More than 600 people currently teach at the university, but not all of them are faculty members. Initial notice was sent to the AAUP-WSU executive committee and the Faculty Senate in November, the university said.
In her letter to the board, Edwards said she was provided separate detailed recommendations. One set was submitted by Interim Provost Douglas W. Leaman and the others were provided by the Joint Committee on Retrenchment.
Wright State has seen enrollment decrease over the last few years that has led to large revenue losses.
In his report to Edwards, Leaman, who is leaving the university on Feb. 21, said “the recent declines in first-year enrollment make it virtually certain that our overall enrollment will continue to decline through at least 2023. At that point, multiple forecast models indicate that enrollment will be approximately 8,000 to 10,000. Peer institutions with enrollment in that range employ circa 375 faculty; Wright State currently employs 489. Simply put: the size of our academic workforce is greater than what is necessary (or even customary, among our peers) based on our current and expected enrollment. The university must adapt.”
The school’s enrollment in 2017 was around 17,000 students. Enrollment has declined by more than 30% in the last five years, according to the university.
On Friday, Edwards is also expected to recommend to the board the university spend up to $1 million in the current academic year on enrollment and retention efforts.
“If the Board authorizes the additional expenditure, I will consult with Faculty Senate on ways faculty can engage to the greatest effect. Last year the University supported Faculty Senate initiated efforts around specific faculty-led recruitment and retention efforts and this additional investment can build off of that foundation,” Edwards’ letter says.
Oliver H. Evans was named the new interim provost Wednesday. Evans has more than 30 years of administrative experience in higher education, including through major organizational changes, faculty and staff reductions, academic reorganizations and issues with enrollment, a Wright State press release said.
Wright State said in a press release that its decision to invoke the agreed-upon process for bargaining unit faculty workforce reductions is its latest effort to implement initiatives aimed at preserving the university’s ability to continue fulfilling its educational mission and serving its students.
Prior initiatives have included steep budget realignments, new operational expense controls, alignment of limited resources to critical needs, non-bargaining-unit workforce reductions and the elimination and attrition of numerous administrative positions.
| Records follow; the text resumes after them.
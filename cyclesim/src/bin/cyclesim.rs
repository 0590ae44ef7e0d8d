// Runs the built-in counter model, optionally in lockstep with other
// simulator processes:
//
//   cyclesim +barrier_uri=/dev/shm/run0 +barrier_leader=1 +barrier_procs=3 &
//   cyclesim +barrier_uri=/dev/shm/run0 +barrier_procs=3 &
//   cyclesim +barrier_uri=/dev/shm/run0 +barrier_procs=3
use std::process;
use std::sync::atomic::Ordering;

use anyhow::Context;
use chrono::Utc;
use cyclesim::{init_logging, summary, CounterModel, Driver, SimCli};
use log::{error, info};

fn run(cli: &SimCli) -> anyhow::Result<()> {
    let run_start_ts = Utc::now();
    let config = cli.to_config()?;
    let mut driver = Driver::new(CounterModel::new(cli.finish_at), config);

    let stop = driver.stop_flag();
    ctrlc::set_handler(move || stop.store(true, Ordering::Relaxed))
        .context("Error setting Ctrl-C handler")?;

    let result = driver.run()?;
    info!(
        "Simulation ended after {} cycles ({:?}), sim time {} ps",
        result.cycles, result.stop_reason, result.sim_time
    );

    if !cli.summary.is_empty() {
        summary::write_summary(&cli.summary, cli, &result, run_start_ts, Utc::now())
            .with_context(|| format!("writing run summary to {}", cli.summary))?;
    }
    Ok(())
}

fn main() {
    init_logging("info");
    let cli = match SimCli::parse_args(std::env::args()) {
        Ok(cli) => cli,
        Err(e) => e.exit(),
    };
    if let Err(e) = run(&cli) {
        error!("{:#}", e);
        process::exit(1);
    }
}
The university has managed to remain afloat financially by making cuts, including layoffs in recent years. But the COVID-19 pandemic has added to its financial hardship.
As a result, the university will generate less revenue in the next couple of fiscal years, the school said during its Board of Trustees meeting in September. The institution is expecting revenues for the upcoming year to be about $25.6 million below this fiscal year’s actual revenues, according to documents from the meeting. Officials are also projecting a net operating deficit of $11.7 million for 2021, the document says.
In June, the Board of Trustees approved a Fiscal Year 2021 budget with expected revenues of $210 million, down from revenue of about $257 million.
That same month, school leaders expected a budget surplus of $1 million by the end of the current fiscal year. However, long-term demographic, educational and enrollment trends are not on the institution’s side, Greg Sample, the university’s chief operating officer said at the time.
Edwards said in her letter to the board this was not an easy decision.
“The Dayton Region needs a Wright State that they are proud of, and one that ensures the surrounding communities thrive,” Edwards said. “I acknowledge that change is sometimes painful, but we will succeed by working together.”
AAUP-WSU faculty president Noeleen McIlvenna said she was “bewildered that they would choose to do this now.”
“I’m disappointed. We just saw in the committee reports that they are going to have a surplus of $7 million this year, which was supposed to be one of the terrible years. So right up to the last minute I’d hoped they wouldn’t do this. And we hope it doesn’t send a bad message, you know, to the community to the students who are planning to come,” she said.
McIlvenna said she has deep concerns about the process.
“I think they don’t like the concept of tenure, the concept that they can’t fire people at will. They’re hoping to get a cheaper workforce. I mean, this is what this will lead to in a couple of years. I understand that in a business, your profit is your marker of success, but in a public institution, educated people are your marker of success. You’re not trying to make a profit. You have to manage the money and you can’t lose any,” she said.